The hike begins from a signed trailhead on the left side of the canyon, the first trail you will come to on your trip down Leslie Gulch. Right off the bat, 400-foot-tall walls will line the canyon as you make your way through juniper and sagebrush that is as tall as you. Soon, the canyon will open up and Mahogany Mountain will come into view ahead of you. An amazing two-towered rock formation will also peak out its head in this area.
At about a mile, the gulch will split, with Leslie Gulch itself heading to the right. The trail will continue up the left fork, so that is the way you should go. Much of the trail at this point is along the stream bottom, so if the stream happens to be flowing, stay to the left. The hike continus up this side canyon for a little more than a mile. Many colorful cliff walls and towers will amaze you along the way.

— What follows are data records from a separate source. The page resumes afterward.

//! Append-only conversation history.
//!
//! The full history is replayed to the completion endpoint on every request,
//! so turn order is part of the contract.

use crate::gateway::types::{ChatMessage, Role, ToolCallRequest};

/// Prefix of the aggregated tool-result turn
pub const TOOL_RESULTS_HEADER: &str = "Tool results:";

#[derive(Debug, Clone, PartialEq)]
pub enum ConversationTurn {
    System(String),
    User(String),
    Assistant(String),
    /// Assistant asked for tools; any accompanying text is kept
    AssistantToolCalls {
        content: Option<String>,
        calls: Vec<ToolCallRequest>,
    },
    /// Aggregated results of one tool round trip
    ToolResults(String),
}

impl ConversationTurn {
    pub fn to_message(&self) -> ChatMessage {
        match self {
            ConversationTurn::System(text) => ChatMessage::text(Role::System, text.as_str()),
            ConversationTurn::User(text) => ChatMessage::text(Role::User, text.as_str()),
            ConversationTurn::Assistant(text) => {
                ChatMessage::text(Role::Assistant, text.as_str())
            }
            ConversationTurn::AssistantToolCalls { content, calls } => ChatMessage {
                role: Role::Assistant,
                content: content.clone(),
                tool_calls: Some(calls.clone()),
            },
            // Sent as a user message: local models rarely accept the tool role
            // without call ids, and the gateway may not supply them
            ConversationTurn::ToolResults(text) => ChatMessage::text(Role::User, text.as_str()),
        }
    }
}

#[derive(Debug, Clone, Default)]
pub struct Conversation {
    turns: Vec<ConversationTurn>,
}

impl Conversation {
    pub fn new() -> Self {
        Self::default()
    }

    pub fn push(&mut self, turn: ConversationTurn) {
        self.turns.push(turn);
    }

    pub fn turns(&self) -> &[ConversationTurn] {
        &self.turns
    }

    pub fn last(&self) -> Option<&ConversationTurn> {
        self.turns.last()
    }

    /// Messages in the order they were appended
    pub fn to_messages(&self) -> Vec<ChatMessage> {
        self.turns.iter().map(ConversationTurn::to_message).collect()
    }
}

/// Render one tool round trip as a single turn body
pub fn render_tool_results(entries: &[String]) -> String {
    format!("{}\n{}", TOOL_RESULTS_HEADER, entries.join("\n"))
}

At just under a mile from the canyon junctions, your side canyon will veer to the left and begin to narrow considerably. In a little more than a quarter mile, you will find yourself at the mouth of a slot canyon. This is the official end of the trial, but doesn’t have to be for you. While it does appear that the trail ends into a wall of red osier dogwood, a little bushwhacking will find you back in the open inside the slot canyon. You can continue rock hopping and climbing through areas of brush for about a quarter mile. The canyon will continue to narrow and soar above you. At this point though, the canyon becomes too narrow and clogged with crap to proceed. But enjoy your little piece of Utah right here in Oregon.
From the south, head west on Succor Creek Road 18 miles north of Jordan Valley, Oregon on Highway 95. Stay on Succor Creek road for 8.5 miles. Here, you will encounter an intersection with Succor Creek Road continuing to your left and McBride Road heading straight ahead. Make the left and continue another 1.8 miles on Succor Creek Road. Then make a left onto Leslie Gulch Road and travel 13.7 miles until you reach the trailhead, the first trail you come to upon entering the Leslie Gulch area.
From the north, head south on Highway 95, 21 miles from Marsing, Idaho and make a right onto McBride Road. Follow McBride Road for 8.5 miles until you reach Succor Creek Road. Head right and travel 1.8 miles and then make a left onto Leslie Gulch Road. The trailhead will on your left, 13.7 miles ahead, the first trail you come to upon entering the Leslie Gulch area.
Passes: No passes are required.
Dogs: Allowed and must be on leash or under voice command at all times.
Open Season: Open year round, but if it has rained or is wet, the roads in this area can become impassable. Also be aware of thunderstorms if you are venturing into the slot canyon where flash floods are aways a risk.